Core Overview
PyQuery provides an efficient interface for DOM manipulation in Python, mirroring the functionality of jQuery. It leverages the lxml parser back end to handle complex HTML structures.
Environment Setup
Installation requires the core parsing libraries.
pip install lxml pyquery
Initializing the Document Object
Processing begins by instantiating a document object. Multiple data sources are supported.
Text Strings
Raw HTML markup can be passed directly.
import pyquery
markup = """
<main>
<section id="content">
<article class="post">Entry One</article>
<article class="post">Entry Two</article>
</section>
</main>
"""
doc = pyquery.PyQuery(markup)
print(doc('#content'))
Network Resources
External HTTP requests should be separated from parsing logic using libraries like requests.
import requests
import pyquery
resp = requests.get("https://example.com")
resp.encoding = 'utf-8'
doc = pyquery.PyQuery(resp.text)
print(doc('h1'))
Local Files
Load content from local storage via the filename argument.
doc = pyquery.PyQuery(filename='index.html')
print(doc('body'))
Querying Elements
CSS selectors enable precise targeting of nodes.
Direct Selection
Match tags, IDs, or classes.
items = doc('.post')
print(items)
Nested Searching
Search within the scope of the current selection.

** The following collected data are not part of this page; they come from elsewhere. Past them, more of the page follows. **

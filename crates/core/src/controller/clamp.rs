use touchview_protocol::Transform;

use crate::config::ViewportConfig;

/// Force `t` into the legal range for `config`.
///
/// Scale is clamped to `[min_scale, max_scale]`; translation on each axis to
/// `±pan_limit * scale`, using the clamped scale. Non-finite components
/// collapse to the nearest legal rest value (`min_scale`, `0`).
pub fn clamp(t: Transform, config: &ViewportConfig) -> Transform {
    let scale = if t.scale.is_nan() {
        config.min_scale
    } else {
        t.scale.clamp(config.min_scale, config.max_scale)
    };
    let bound = config.pan_limit * scale;
    Transform::new(scale, clamp_axis(t.x, bound), clamp_axis(t.y, bound))
}

#[inline]
fn clamp_axis(v: f64, bound: f64) -> f64 {
    if v.is_nan() { 0.0 } else { v.clamp(-bound, bound) }
}

/// Whether `t` satisfies the published-transform invariant.
pub fn is_legal(t: &Transform, config: &ViewportConfig) -> bool {
    let bound = config.pan_limit * t.scale;
    (config.min_scale..=config.max_scale).contains(&t.scale)
        && t.x.abs() <= bound
        && t.y.abs() <= bound
}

# Locate descendant elements
result = doc('main').find('p')
# Locate immediate children only
children = doc('main > div')
Filtering
Restrict selections based on specific attributes.
# Class filtering
filtered = doc('article').filter('.featured')
# ID filtering
target = doc('#content').filter('#main-id')
Iterating Results
Selections return PyQuery objects which may encompass multiple elements. Use the iterator method to process individually.
list_items = doc('.post').items()
for node in list_items:
print(node.text())
Accessing and Modifying Data
Retrieve attribute values or extract inner content.
Content Extraction
text_data = doc('article').text()
html_raw = doc('article').html()
Attribute Management
Get or update values dynamically.
href_val = doc('a').attr('href')
doc('article').attr('data-status', 'new')
DOM Navigasion
Traverse the tree structure upwards or downwards.
parent_node = doc('.post').parent()
child_nodes = doc('.post').children()
sibling_nodes = doc('.post').siblings()
Modifying Nodes
Alter the parsed structure during runtime.
element = doc('.entry')
# Add styling class
element.addClass('highlight')
# Remove specific class
element.removeClass('old-class')
# Delete element entirely
element.remove()
Selector Pseudo-classes
Utilize advanced CSS selectors for positioning.
first_item = doc('li:first-child')
last_item = doc('li:last-child')
indexed = doc('li:nth-child(3)')
contains_text = doc(':contains(target)')